Friday, October 06, 2017

Comparison of Widom-Larsen model with TGD inspired models of CF/LENR or whatever it is

I cannot avoid the temptation to compare WL to my own dilettante models for which also WL has served as an inspiration. I have two models explaining these phenomena in my own TGD Universe. Both models rely on the hierarchy of Planck constants heff=n× h (see this and this ) explaining dark matter as ordinary matter in heff=n× h phases emerging at quantum criticality. heff implies scaled up Compton lengths and other quantal lengths making possible quantum coherence is longer scales than usually.

The hierarchy of Planck constants heff=n× h has now rather strong theoretical basis and reduces to number theory (see this). Quantum criticality would be essential for the phenomenon and could explain the critical doping fraction for cathode by D nuclei. Quantum criticality could help to explain the difficulties to replicate the effect.

1. Simple modification of WL does not work

The first model is a modification of WL and relies on dark variant of weak interactions. In this case LENR would be appropriate term.

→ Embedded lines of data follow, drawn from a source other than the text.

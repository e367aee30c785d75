use std::ops::Range;
use std::sync::Arc;
use std::time::Duration;

use bytes::Bytes;
use reqwest::multipart::{Form, Part};
use reqwest::StatusCode;
use serde::Deserialize;
use thiserror::Error;
use tokio::io::{AsyncRead, AsyncReadExt};
use transfer_logging::{xfer_debug, xfer_info, xfer_warn};
use url::Url;

use crate::http::{build_client, describe, error_message};
use crate::{
    AbortSignal, FailureKind, FileId, ProgressSink, SetupError, TransferError, TransferProgress,
    TransferSettings, UploadEvent,
};

/// Fixed-size split of a payload. Every chunk is `chunk_size` bytes except
/// possibly the last.
#[derive(Debug, Clone, Copy, PartialEq, Eq)]
pub struct ChunkPlan {
    total_bytes: u64,
    chunk_size: u64,
    total_chunks: u32,
}

impl ChunkPlan {
    /// `None` for an empty payload or a zero chunk size.
    pub fn new(total_bytes: u64, chunk_size: u64) -> Option<Self> {
        if total_bytes == 0 || chunk_size == 0 {
            return None;
        }
        let total_chunks = u32::try_from(total_bytes.div_ceil(chunk_size)).ok()?;
        Some(Self {
            total_bytes,
            chunk_size,
            total_chunks,
        })
    }

    pub fn total_bytes(&self) -> u64 {
        self.total_bytes
    }

    pub fn total_chunks(&self) -> u32 {
        self.total_chunks
    }

    pub fn range(&self, index: u32) -> Range<u64> {
        let start = u64::from(index) * self.chunk_size;
        let end = (start + self.chunk_size).min(self.total_bytes);
        start.min(self.total_bytes)..end
    }
}

#[derive(Debug, Clone, PartialEq, Eq)]
pub struct ChunkRequest {
    pub chunk_index: u32,
    pub total_chunks: u32,
    /// Absent only on the first chunk of a session.
    pub file_id: Option<FileId>,
    pub data: Bytes,
}

#[derive(Debug, Clone, PartialEq, Eq, Default)]
pub struct ChunkAck {
    pub file_id: Option<FileId>,
}

#[derive(Debug, Clone, PartialEq, Eq, Error)]
pub enum ChunkSendError {
    /// Network trouble or a transient server status; worth another attempt.
    #[error("{0}")]
    Retryable(String),
    #[error("{0}")]
    Rejected(String),
    /// The server no longer knows the file id (expired or never existed).
    #[error("{0}")]
    UnknownFile(String),
}

#[async_trait::async_trait]
pub trait ChunkSink: Send + Sync {
    async fn send_chunk(&self, request: ChunkRequest) -> Result<ChunkAck, ChunkSendError>;
}

#[derive(Debug, Clone)]
pub struct ReqwestChunkSink {
    client: reqwest::Client,
    url: Url,
}

#[derive(Debug, Deserialize)]
#[serde(rename_all = "camelCase")]
struct ChunkResponse {
    #[serde(default)]
    file_id: Option<String>,
}

impl ReqwestChunkSink {
    pub fn new(settings: &TransferSettings) -> Result<Self, SetupError> {
        let client = build_client(settings.connect_timeout, Some(settings.chunk_timeout))?;
        let url = settings.endpoint(&settings.endpoints.chunk)?;
        Ok(Self { client, url })
    }
}

#[async_trait::async_trait]
impl ChunkSink for ReqwestChunkSink {
    async fn send_chunk(&self, request: ChunkRequest) -> Result<ChunkAck, ChunkSendError> {
        let length = request.data.len() as u64;
        let part = Part::stream_with_length(request.data, length)
            .file_name(format!("chunk-{}", request.chunk_index))
            .mime_str("application/octet-stream")
            .map_err(|err| ChunkSendError::Rejected(err.to_string()))?;
        let form = Form::new().part("chunk", part);

        let mut builder = self
            .client
            .post(self.url.clone())
            .header("X-Chunk-Index", request.chunk_index.to_string())
            .header("X-Total-Chunks", request.total_chunks.to_string());
        if let Some(file_id) = &request.file_id {
            builder = builder.header("X-File-Id", file_id.as_str());
        }

        let response = builder
            .multipart(form)
            .send()
            .await
            .map_err(|err| ChunkSendError::Retryable(describe(&err)))?;

        let status = response.status();
        if !status.is_success() {
            let message = error_message(response).await;
            return Err(classify_status(status, message));
        }

        let text = response
            .text()
            .await
            .map_err(|err| ChunkSendError::Retryable(describe(&err)))?;
        let file_id = serde_json::from_str::<ChunkResponse>(&text)
            .ok()
            .and_then(|body| body.file_id)
            .filter(|id| !id.is_empty())
            .map(FileId);
        Ok(ChunkAck { file_id })
    }
}

fn classify_status(status: StatusCode, message: String) -> ChunkSendError {
    match status {
        StatusCode::NOT_FOUND | StatusCode::GONE => ChunkSendError::UnknownFile(message),
        StatusCode::REQUEST_TIMEOUT | StatusCode::TOO_MANY_REQUESTS => {
            ChunkSendError::Retryable(message)
        }
        status if status.is_server_error() => ChunkSendError::Retryable(message),
        _ => ChunkSendError::Rejected(message),
    }
}

/// Tracks acknowledged bytes so that reported progress never decreases and
/// 100% is reported exactly once, after the final acknowledgement.
#[derive(Debug, Clone, Copy)]
pub(crate) struct ProgressMeter {
    total: u64,
    sent: u64,
}

impl ProgressMeter {
    pub(crate) fn new(total: u64) -> Self {
        Self { total, sent: 0 }
    }

    pub(crate) fn advance(&mut self, acknowledged_up_to: u64) -> Option<TransferProgress> {
        let next = acknowledged_up_to.min(self.total);
        if next <= self.sent {
            return None;
        }
        self.sent = next;
        Some(TransferProgress {
            bytes_sent: next,
            total_bytes: self.total,
            percent: percent_of(next, self.total),
        })
    }
}

fn percent_of(sent: u64, total: u64) -> u8 {
    if total == 0 {
        return 0;
    }
    ((u128::from(sent) * 100) / u128::from(total)) as u8
}

/// Splits a payload into fixed-size chunks and sends them one at a time,
/// retrying each chunk independently.
#[derive(Clone)]
pub struct ChunkTransport {
    sink: Arc<dyn ChunkSink>,
    chunk_size: u64,
    max_retries: u32,
    retry_backoff: Duration,
}

impl ChunkTransport {
    pub fn new(
        sink: Arc<dyn ChunkSink>,
        chunk_size: u64,
        max_retries: u32,
        retry_backoff: Duration,
    ) -> Self {
        Self {
            sink,
            chunk_size,
            max_retries,
            retry_backoff,
        }
    }

    pub fn from_settings(settings: &TransferSettings) -> Result<Self, SetupError> {
        Ok(Self::new(
            Arc::new(ReqwestChunkSink::new(settings)?),
            settings.chunk_size,
            settings.chunk_retries,
            settings.retry_backoff,
        ))
    }

    /// Streams `total_bytes` from `source` to the server and returns the file
    /// id the server assigned on the first chunk.
    pub async fn send<R>(
        &self,
        mut source: R,
        total_bytes: u64,
        signal: &AbortSignal,
        sink: &dyn ProgressSink,
    ) -> Result<FileId, TransferError>
    where
        R: AsyncRead + Unpin + Send,
    {
        let plan = ChunkPlan::new(total_bytes, self.chunk_size).ok_or_else(|| {
            FailureKind::Validation("Cannot upload an empty file.".to_string())
        })?;
        let mut meter = ProgressMeter::new(total_bytes);
        let mut file_id: Option<FileId> = None;
        xfer_info!(
            "sending {} bytes in {} chunk(s) of {} bytes",
            total_bytes,
            plan.total_chunks(),
            self.chunk_size
        );

        for index in 0..plan.total_chunks() {
            if signal.is_aborted() {
                xfer_info!("upload aborted before chunk {index}");
                return Err(TransferError::Cancelled);
            }
            let range = plan.range(index);
            let mut buffer = vec![0u8; (range.end - range.start) as usize];
            signal
                .guard(source.read_exact(&mut buffer))
                .await?
                .map_err(|err| FailureKind::Transport {
                    chunk_index: index,
                    attempts: 0,
                    message: format!("could not read file: {err}"),
                })?;

            let request = ChunkRequest {
                chunk_index: index,
                total_chunks: plan.total_chunks(),
                file_id: file_id.clone(),
                data: Bytes::from(buffer),
            };
            let ack = self.send_with_retry(request, signal).await?;

            match (&file_id, ack.file_id) {
                (None, Some(assigned)) => {
                    xfer_debug!("server assigned file id {assigned}");
                    sink.emit(UploadEvent::FileIdAssigned(assigned.clone()));
                    file_id = Some(assigned);
                }
                (None, None) => {
                    return Err(FailureKind::Validation(
                        "Server did not assign a file id to the upload.".to_string(),
                    )
                    .into());
                }
                (Some(current), Some(echoed)) if *current != echoed => {
                    return Err(FailureKind::Validation(format!(
                        "Server switched upload session from {current} to {echoed}."
                    ))
                    .into());
                }
                _ => {}
            }

            if let Some(progress) = meter.advance(range.end) {
                sink.emit(UploadEvent::Progress(progress));
            }
        }

        // The plan is non-empty, so the first chunk either assigned an id or returned early.
        file_id.ok_or_else(|| {
            FailureKind::Validation("Server did not assign a file id to the upload.".to_string())
                .into()
        })
    }

    async fn send_with_retry(
        &self,
        request: ChunkRequest,
        signal: &AbortSignal,
    ) -> Result<ChunkAck, TransferError> {
        let chunk_index = request.chunk_index;
        let mut attempts = 0u32;
        loop {
            attempts += 1;
            let outcome = signal.guard(self.sink.send_chunk(request.clone())).await?;
            match outcome {
                Ok(ack) => return Ok(ack),
                Err(ChunkSendError::Retryable(message)) if attempts <= self.max_retries => {
                    let wait = self.retry_backoff * attempts;
                    xfer_warn!(
                        "chunk {chunk_index} attempt {attempts} failed: {message}; retrying in {wait:?}"
                    );
                    signal.sleep(wait).await?;
                }
                Err(ChunkSendError::UnknownFile(message)) => {
                    return Err(FailureKind::Validation(message).into());
                }
                Err(ChunkSendError::Retryable(message) | ChunkSendError::Rejected(message)) => {
                    return Err(FailureKind::Transport {
                        chunk_index,
                        attempts,
                        message,
                    }
                    .into());
                }
            }
        }
    }
}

  1. Concerning the rate of the weak process e+p→ n+ν the situation changes if heff is large enough and rather large values are indeed predicted. heff could be large also for weak gauge bosons in the situation considered. Below their Compton length weak bosons are effectively massless and this scale would scale up by factor n=heff/h to almost atomic scale. This would make weak interactions as strong as electromagnetic interactions and long ranged below the Compton length and the transformation of proton to neutron would be a fast process. After that a nuclear reaction sequence initiated by neutron would take place as in WL. There is no need to assume that neutrons are ultraslow but electron mass remains the problem. Note that also proton mass could be higher than normal perhaps due to Coulomb interactions.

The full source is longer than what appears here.